# Work task:
Report the count of lines in the listing below that include the string "encoded", with no other text.

# Records:
○ ○ ○ ○ ○ ○ ○

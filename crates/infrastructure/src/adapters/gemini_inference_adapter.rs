//! Gemini inference adapter - Implements InferencePort using ai_core

use std::time::Instant;

use ai_core::{
    GeminiInferenceEngine, InferenceConfig, InferenceEngine, InferenceError, InferenceRequest,
};
use application::{
    error::ApplicationError,
    ports::{GenerationRequest, InferencePort, InferenceResult},
};
use async_trait::async_trait;
use tracing::{debug, instrument, warn};

/// Adapter for the Gemini `generateContent` endpoint
#[derive(Debug, Clone)]
pub struct GeminiInferenceAdapter {
    engine: GeminiInferenceEngine,
}

impl GeminiInferenceAdapter {
    /// Create a new adapter with the given configuration
    ///
    /// # Errors
    ///
    /// Returns an error if the HTTP client cannot be built.
    pub fn new(config: InferenceConfig) -> Result<Self, ApplicationError> {
        let engine = GeminiInferenceEngine::new(config).map_err(Self::map_error)?;
        Ok(Self { engine })
    }

    /// Wrap an existing engine
    pub const fn from_engine(engine: GeminiInferenceEngine) -> Self {
        Self { engine }
    }

    /// Underlying engine
    pub const fn engine(&self) -> &GeminiInferenceEngine {
        &self.engine
    }

    /// Convert ai_core error to application error
    fn map_error(e: InferenceError) -> ApplicationError {
        match e {
            InferenceError::RateLimited => ApplicationError::RateLimited,
            InferenceError::Unauthorized(msg) => ApplicationError::NotAuthorized(msg),
            InferenceError::ConnectionFailed(msg) => {
                ApplicationError::ExternalService(format!("Gemini connection failed: {msg}"))
            },
            InferenceError::Timeout(ms) => {
                ApplicationError::ExternalService(format!("Inference timeout after {ms}ms"))
            },
            InferenceError::ServerError(msg) => ApplicationError::ExternalService(msg),
            other => ApplicationError::Inference(other.to_string()),
        }
    }
}

#[async_trait]
impl InferencePort for GeminiInferenceAdapter {
    #[instrument(skip(self, request), fields(model = %request.model, prompt_len = request.prompt.len()))]
    async fn generate(
        &self,
        request: GenerationRequest,
    ) -> Result<InferenceResult, ApplicationError> {
        let start = Instant::now();

        let inference = InferenceRequest::simple(request.prompt)
            .with_model(request.model)
            .with_temperature(request.temperature)
            .with_max_tokens(request.max_tokens);

        let response = self
            .engine
            .generate(inference)
            .await
            .map_err(Self::map_error)?;

        debug!(
            elapsed_ms = u64::try_from(start.elapsed().as_millis()).unwrap_or(u64::MAX),
            finish_reason = ?response.finish_reason,
            "Gemini response received"
        );

        Ok(InferenceResult {
            content: response.content,
            model: response.model,
            tokens_used: response.usage.map(|u| u.total_tokens),
        })
    }

    async fn is_healthy(&self) -> bool {
        match self.engine.health_check().await {
            Ok(healthy) => healthy,
            Err(e) => {
                warn!(error = %e, "Gemini health check failed");
                false
            },
        }
    }
}
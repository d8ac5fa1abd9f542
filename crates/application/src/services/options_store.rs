//! Stored integration options
//!
//! Holds the options mapping of the config entry. Effective settings are
//! resolved from it on every request and never cached.

use domain::{EffectiveSettings, OptionsMap, retain_recognized};

/// Shared options of one config entry
///
/// Immutable for the lifetime of a setup; new options arrive through a reload.
#[derive(Debug, Default)]
pub struct OptionsStore {
    options: OptionsMap,
}

impl OptionsStore {
    /// Create a store holding the recognised keys of `options`
    pub fn new(options: &OptionsMap) -> Self {
        Self {
            options: retain_recognized(options),
        }
    }

    /// Copy of the stored options
    pub fn snapshot(&self) -> OptionsMap {
        self.options.clone()
    }

    /// Settings resolved from the current options
    pub fn effective(&self) -> EffectiveSettings {
        EffectiveSettings::resolve(&self.options)
    }
}
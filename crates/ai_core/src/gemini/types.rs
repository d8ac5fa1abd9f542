//! Generative Language API wire types
//!
//! Only the subset of the schema used for text generation, prebuilt-voice
//! audio synthesis and inline-audio transcription is modelled.

use serde::{Deserialize, Serialize};

/// Body of `models/{model}:generateContent`
#[derive(Debug, Clone, Default, Serialize, Deserialize)]
#[serde(rename_all = "camelCase")]
pub struct GenerateContentRequest {
    pub contents: Vec<Content>,
    #[serde(skip_serializing_if = "Option::is_none")]
    pub generation_config: Option<GenerationConfig>,
}

impl GenerateContentRequest {
    /// Single user turn containing one text part
    pub fn text(prompt: impl Into<String>) -> Self {
        Self {
            contents: vec![Content::user(vec![Part::text(prompt)])],
            generation_config: None,
        }
    }

    /// Attach generation options
    #[must_use]
    pub fn with_config(mut self, config: GenerationConfig) -> Self {
        self.generation_config = Some(config);
        self
    }
}

/// One conversational turn
#[derive(Debug, Clone, Default, Serialize, Deserialize)]
pub struct Content {
    #[serde(default, skip_serializing_if = "Option::is_none")]
    pub role: Option<String>,
    #[serde(default)]
    pub parts: Vec<Part>,
}

impl Content {
    /// A user turn made of `parts`
    pub fn user(parts: Vec<Part>) -> Self {
        Self {
            role: Some("user".to_string()),
            parts,
        }
    }
}

/// One piece of a turn: text or inline binary data
#[derive(Debug, Clone, Default, Serialize, Deserialize)]
#[serde(rename_all = "camelCase")]
pub struct Part {
    #[serde(default, skip_serializing_if = "Option::is_none")]
    pub text: Option<String>,
    #[serde(default, skip_serializing_if = "Option::is_none")]
    pub inline_data: Option<Blob>,
}

impl Part {
    /// A text part
    pub fn text(text: impl Into<String>) -> Self {
        Self {
            text: Some(text.into()),
            inline_data: None,
        }
    }

    /// An inline data part; `data` must already be base64 encoded
    pub fn inline(mime_type: impl Into<String>, data: impl Into<String>) -> Self {
        Self {
            text: None,
            inline_data: Some(Blob {
                mime_type: mime_type.into(),
                data: data.into(),
            }),
        }
    }
}

/// Base64 encoded binary payload
#[derive(Debug, Clone, Default, Serialize, Deserialize)]
#[serde(rename_all = "camelCase")]
pub struct Blob {
    #[serde(default)]
    pub mime_type: String,
    #[serde(default)]
    pub data: String,
}

/// Options controlling generation
#[derive(Debug, Clone, Default, Serialize, Deserialize)]
#[serde(rename_all = "camelCase")]
pub struct GenerationConfig {
    #[serde(skip_serializing_if = "Option::is_none")]
    pub temperature: Option<f64>,
    #[serde(skip_serializing_if = "Option::is_none")]
    pub max_output_tokens: Option<u32>,
    #[serde(skip_serializing_if = "Option::is_none")]
    pub response_modalities: Option<Vec<String>>,
    #[serde(skip_serializing_if = "Option::is_none")]
    pub speech_config: Option<SpeechConfig>,
}

impl GenerationConfig {
    /// Audio output spoken by a prebuilt voice
    pub fn audio(voice_name: impl Into<String>) -> Self {
        Self {
            response_modalities: Some(vec!["AUDIO".to_string()]),
            speech_config: Some(SpeechConfig {
                voice_config: VoiceConfig {
                    prebuilt_voice_config: PrebuiltVoiceConfig {
                        voice_name: voice_name.into(),
                    },
                },
            }),
            ..Default::default()
        }
    }
}

/// Speech output options
#[derive(Debug, Clone, Serialize, Deserialize)]
#[serde(rename_all = "camelCase")]
pub struct SpeechConfig {
    pub voice_config: VoiceConfig,
}

#[derive(Debug, Clone, Serialize, Deserialize)]
#[serde(rename_all = "camelCase")]
pub struct VoiceConfig {
    pub prebuilt_voice_config: PrebuiltVoiceConfig,
}

#[derive(Debug, Clone, Serialize, Deserialize)]
#[serde(rename_all = "camelCase")]
pub struct PrebuiltVoiceConfig {
    pub voice_name: String,
}

/// Response of `generateContent`
#[derive(Debug, Clone, Default, Serialize, Deserialize)]
#[serde(rename_all = "camelCase")]
pub struct GenerateContentResponse {
    #[serde(default)]
    pub candidates: Vec<Candidate>,
    #[serde(default, skip_serializing_if = "Option::is_none")]
    pub usage_metadata: Option<UsageMetadata>,
    #[serde(default, skip_serializing_if = "Option::is_none")]
    pub model_version: Option<String>,
}

impl GenerateContentResponse {
    fn first_parts(&self) -> impl Iterator<Item = &Part> {
        self.candidates
            .first()
            .and_then(|c| c.content.as_ref())
            .map(|c| c.parts.iter())
            .into_iter()
            .flatten()
    }

    /// Concatenated text of the first candidate, if it has any
    pub fn text(&self) -> Option<String> {
        let text: String = self.first_parts().filter_map(|p| p.text.as_deref()).collect();
        if text.is_empty() { None } else { Some(text) }
    }

    /// Inline data of the first part of the first candidate
    pub fn first_inline_data(&self) -> Option<&Blob> {
        self.first_parts().next().and_then(|p| p.inline_data.as_ref())
    }

    /// Finish reason of the first candidate
    pub fn finish_reason(&self) -> Option<&str> {
        self.candidates.first().and_then(|c| c.finish_reason.as_deref())
    }
}

#[derive(Debug, Clone, Default, Serialize, Deserialize)]
#[serde(rename_all = "camelCase")]
pub struct Candidate {
    #[serde(default, skip_serializing_if = "Option::is_none")]
    pub content: Option<Content>,
    #[serde(default, skip_serializing_if = "Option::is_none")]
    pub finish_reason: Option<String>,
}

#[derive(Debug, Clone, Default, Serialize, Deserialize)]
#[serde(rename_all = "camelCase")]
pub struct UsageMetadata {
    #[serde(default)]
    pub prompt_token_count: u32,
    #[serde(default)]
    pub candidates_token_count: u32,
    #[serde(default)]
    pub total_token_count: u32,
}

/// One page of `GET models`
#[derive(Debug, Clone, Default, Deserialize)]
#[serde(rename_all = "camelCase")]
pub struct ListModelsResponse {
    #[serde(default)]
    pub models: Vec<ModelInfo>,
    #[serde(default)]
    pub next_page_token: Option<String>,
}

/// Model descriptor
#[derive(Debug, Clone, Default, Deserialize)]
#[serde(rename_all = "camelCase")]
pub struct ModelInfo {
    /// Resource name, e.g. `models/gemini-2.5-flash-preview-tts`
    pub name: String,
    #[serde(default)]
    pub display_name: Option<String>,
    #[serde(default)]
    pub supported_generation_methods: Vec<String>,
}

impl ModelInfo {
    /// Name without the `models/` prefix
    pub fn short_name(&self) -> &str {
        self.name.strip_prefix("models/").unwrap_or(&self.name)
    }
}

/// Error envelope returned on non-2xx responses
#[derive(Debug, Clone, Default, Deserialize)]
pub struct ErrorEnvelope {
    pub error: ApiError,
}

#[derive(Debug, Clone, Default, Deserialize)]
pub struct ApiError {
    #[serde(default)]
    pub code: u16,
    #[serde(default)]
    pub message: String,
    #[serde(default)]
    pub status: String,
    #[serde(default)]
    pub details: Vec<serde_json::Value>,
}

impl ApiError {
    /// Whether the error describes a rejected or missing API key
    pub fn is_auth_failure(&self) -> bool {
        matches!(self.status.as_str(), "UNAUTHENTICATED" | "PERMISSION_DENIED")
            || self.details.iter().any(|d| {
                d.get("reason").and_then(serde_json::Value::as_str) == Some("API_KEY_INVALID")
            })
    }
}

○ ○ ○ ○ ○ ○ ○

# Written answer:
2